--- RECORDS SHOWN ---
//! Spelled note names and pitch classes.
//!
//! A [`Note`] is a letter with an optional sharp or flat. Arithmetic is always
//! done on pitch classes (0-11, C = 0), so `F#` and `Gb` behave identically
//! everywhere except when a note is displayed.

use std::fmt;
use std::str::FromStr;

use serde::{Deserialize, Serialize};

use crate::error::TheoryError;

/// Note names A through G
#[derive(Debug, Clone, Copy, PartialEq, Eq, Hash, Default, Serialize, Deserialize)]
pub enum NoteName {
    #[default]
    C,
    D,
    E,
    F,
    G,
    A,
    B,
}

impl NoteName {
    pub const ALL: [NoteName; 7] = [
        NoteName::C,
        NoteName::D,
        NoteName::E,
        NoteName::F,
        NoteName::G,
        NoteName::A,
        NoteName::B,
    ];

    /// Pitch class of the natural note
    pub fn pitch_class(self) -> u8 {
        match self {
            NoteName::C => 0,
            NoteName::D => 2,
            NoteName::E => 4,
            NoteName::F => 5,
            NoteName::G => 7,
            NoteName::A => 9,
            NoteName::B => 11,
        }
    }

    pub fn from_char(c: char) -> Option<Self> {
        match c {
            'C' => Some(NoteName::C),
            'D' => Some(NoteName::D),
            'E' => Some(NoteName::E),
            'F' => Some(NoteName::F),
            'G' => Some(NoteName::G),
            'A' => Some(NoteName::A),
            'B' => Some(NoteName::B),
            _ => None,
        }
    }

    pub fn as_char(self) -> char {
        match self {
            NoteName::C => 'C',
            NoteName::D => 'D',
            NoteName::E => 'E',
            NoteName::F => 'F',
            NoteName::G => 'G',
            NoteName::A => 'A',
            NoteName::B => 'B',
        }
    }
}

/// Sharp or flat. A natural note carries no accidental at all.
#[derive(Debug, Clone, Copy, PartialEq, Eq, Hash, Serialize, Deserialize)]
pub enum Accidental {
    #[serde(rename = "#")]
    Sharp,
    #[serde(rename = "b")]
    Flat,
}

impl Accidental {
    /// Semitone offset applied to the natural pitch
    pub fn offset(self) -> i8 {
        match self {
            Accidental::Sharp => 1,
            Accidental::Flat => -1,
        }
    }

    pub fn from_char(c: char) -> Option<Self> {
        match c {
            '#' => Some(Accidental::Sharp),
            'b' => Some(Accidental::Flat),
            _ => None,
        }
    }

    /// ASCII symbol, `#` or `b`
    pub fn symbol(self) -> &'static str {
        match self {
            Accidental::Sharp => "#",
            Accidental::Flat => "b",
        }
    }
}

/// A spelled pitch name such as `C`, `F#` or `Bb`
#[derive(Debug, Clone, Copy, PartialEq, Eq, Hash, Default, Serialize, Deserialize)]
pub struct Note {
    pub name: NoteName,
    #[serde(default, skip_serializing_if = "Option::is_none")]
    pub accidental: Option<Accidental>,
}

impl Note {
    pub const fn natural(name: NoteName) -> Self {
        Self { name, accidental: None }
    }

    pub const fn sharp(name: NoteName) -> Self {
        Self { name, accidental: Some(Accidental::Sharp) }
    }

    pub const fn flat(name: NoteName) -> Self {
        Self { name, accidental: Some(Accidental::Flat) }
    }

    /// Pitch class 0-11 with C = 0
    ///
    /// ```
    /// use chordwise::{Note, NoteName};
    ///
    /// assert_eq!(Note::flat(NoteName::C).pitch_class(), 11);
    /// assert_eq!(Note::sharp(NoteName::F).pitch_class(), Note::flat(NoteName::G).pitch_class());
    /// ```
    pub fn pitch_class(&self) -> u8 {
        let acc = self.accidental.map(Accidental::offset).unwrap_or(0);
        (self.name.pitch_class() as i8 + acc).rem_euclid(12) as u8
    }

    /// Spell a pitch class, using flats or sharps for the black keys.
    /// Values outside 0-11 are reduced mod 12.
    pub fn from_pitch_class(pitch_class: i32, prefer_flats: bool) -> Self {
        // 0=C, 1=C#/Db, 2=D, 3=D#/Eb, 4=E, 5=F, 6=F#/Gb, 7=G, 8=G#/Ab, 9=A, 10=A#/Bb, 11=B
        match pitch_class.rem_euclid(12) {
            0 => Note::natural(NoteName::C),
            1 => if prefer_flats { Note::flat(NoteName::D) } else { Note::sharp(NoteName::C) },
            2 => Note::natural(NoteName::D),
            3 => if prefer_flats { Note::flat(NoteName::E) } else { Note::sharp(NoteName::D) },
            4 => Note::natural(NoteName::E),
            5 => Note::natural(NoteName::F),
            6 => if prefer_flats { Note::flat(NoteName::G) } else { Note::sharp(NoteName::F) },
            7 => Note::natural(NoteName::G),
            8 => if prefer_flats { Note::flat(NoteName::A) } else { Note::sharp(NoteName::G) },
            9 => Note::natural(NoteName::A),
            10 => if prefer_flats { Note::flat(NoteName::B) } else { Note::sharp(NoteName::A) },
            _ => Note::natural(NoteName::B),
        }
    }

    /// Parse a note from the front of `s`, returning the note and the rest of the input.
    pub(crate) fn parse_prefix(s: &str) -> Option<(Self, &str)> {
        let mut chars = s.chars();
        let name = NoteName::from_char(chars.next()?)?;
        let rest = chars.as_str();
        match rest.chars().next().and_then(Accidental::from_char) {
            Some(accidental) => Some((Note { name, accidental: Some(accidental) }, &rest[1..])),
            None => Some((Note::natural(name), rest)),
        }
    }
}

/// Pitch class of a note (free-function form used by the engines)
pub fn note_to_pitch_class(note: &Note) -> u8 {
    note.pitch_class()
}

impl fmt::Display for Note {
    fn fmt(&self, f: &mut fmt::Formatter<'_>) -> fmt::Result {
        write!(f, "{}", self.name.as_char())?;
        if let Some(acc) = self.accidental {
            f.write_str(acc.symbol())?;
        }
        Ok(())
    }
}

impl FromStr for Note {
    type Err = TheoryError;

    fn from_str(s: &str) -> Result<Self, Self::Err> {
        let trimmed = s.trim();
        match Note::parse_prefix(trimmed) {
            Some((note, "")) => Ok(note),
            _ => Err(TheoryError::InvalidNote(trimmed.to_string())),
        }
    }
}

#[cfg(test)]
mod tests {
    use super::*;

    #[test]
    fn test_pitch_classes() {
        assert_eq!(Note::natural(NoteName::C).pitch_class(), 0);
        assert_eq!(Note::natural(NoteName::B).pitch_class(), 11);
        assert_eq!(Note::sharp(NoteName::B).pitch_class(), 0); // B# wraps to C
        assert_eq!(Note::flat(NoteName::F).pitch_class(), 4); // Fb = E
        assert_eq!(Note::flat(NoteName::B).pitch_class(), 10);
    }

    #[test]
    fn test_enharmonic_spellings_share_pitch_class() {
        let pairs = [("C#", "Db"), ("D#", "Eb"), ("F#", "Gb"), ("G#", "Ab"), ("A#", "Bb")];
        for (sharp, flat) in pairs {
            let a: Note = sharp.parse().unwrap();
            let b: Note = flat.parse().unwrap();
            assert_eq!(a.pitch_class(), b.pitch_class(), "{} vs {}", sharp, flat);
        }
    }

    #[test]
    fn test_spelling_preference() {
        assert_eq!(Note::from_pitch_class(10, true).to_string(), "Bb");
        assert_eq!(Note::from_pitch_class(10, false).to_string(), "A#");
        assert_eq!(Note::from_pitch_class(4, true).to_string(), "E");
        assert_eq!(Note::from_pitch_class(-1, false).to_string(), "B");
        assert_eq!(Note::from_pitch_class(13, true).to_string(), "Db");
    }

    #[test]
    fn test_spelling_preserves_pitch_class() {
        for pc in 0..12 {
            assert_eq!(Note::from_pitch_class(pc, true).pitch_class() as i32, pc);
            assert_eq!(Note::from_pitch_class(pc, false).pitch_class() as i32, pc);
        }
    }

    #[test]
    fn test_parse_note() {
        assert_eq!("F#".parse::<Note>().unwrap(), Note::sharp(NoteName::F));
        assert_eq!(" Bb ".parse::<Note>().unwrap(), Note::flat(NoteName::B));
        assert!("H".parse::<Note>().is_err());
        assert!("".parse::<Note>().is_err());
        assert!("C##".parse::<Note>().is_err());
        assert!("c".parse::<Note>().is_err());
    }

    #[test]
    fn test_parse_prefix_leaves_suffix() {
        let (note, rest) = Note::parse_prefix("Bbdim7").unwrap();
        assert_eq!(note, Note::flat(NoteName::B));
        assert_eq!(rest, "dim7");

        let (note, rest) = Note::parse_prefix("Dm/G").unwrap();
        assert_eq!(note, Note::natural(NoteName::D));
        assert_eq!(rest, "m/G");
    }
}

--- WORK REQUEST ---
Copy each line of the listing that carries the word "symbol".

--- ANSWER TO THE PROBLEM ---
    /// ASCII symbol, `#` or `b`
    pub fn symbol(self) -> &'static str {
            f.write_str(acc.symbol())?;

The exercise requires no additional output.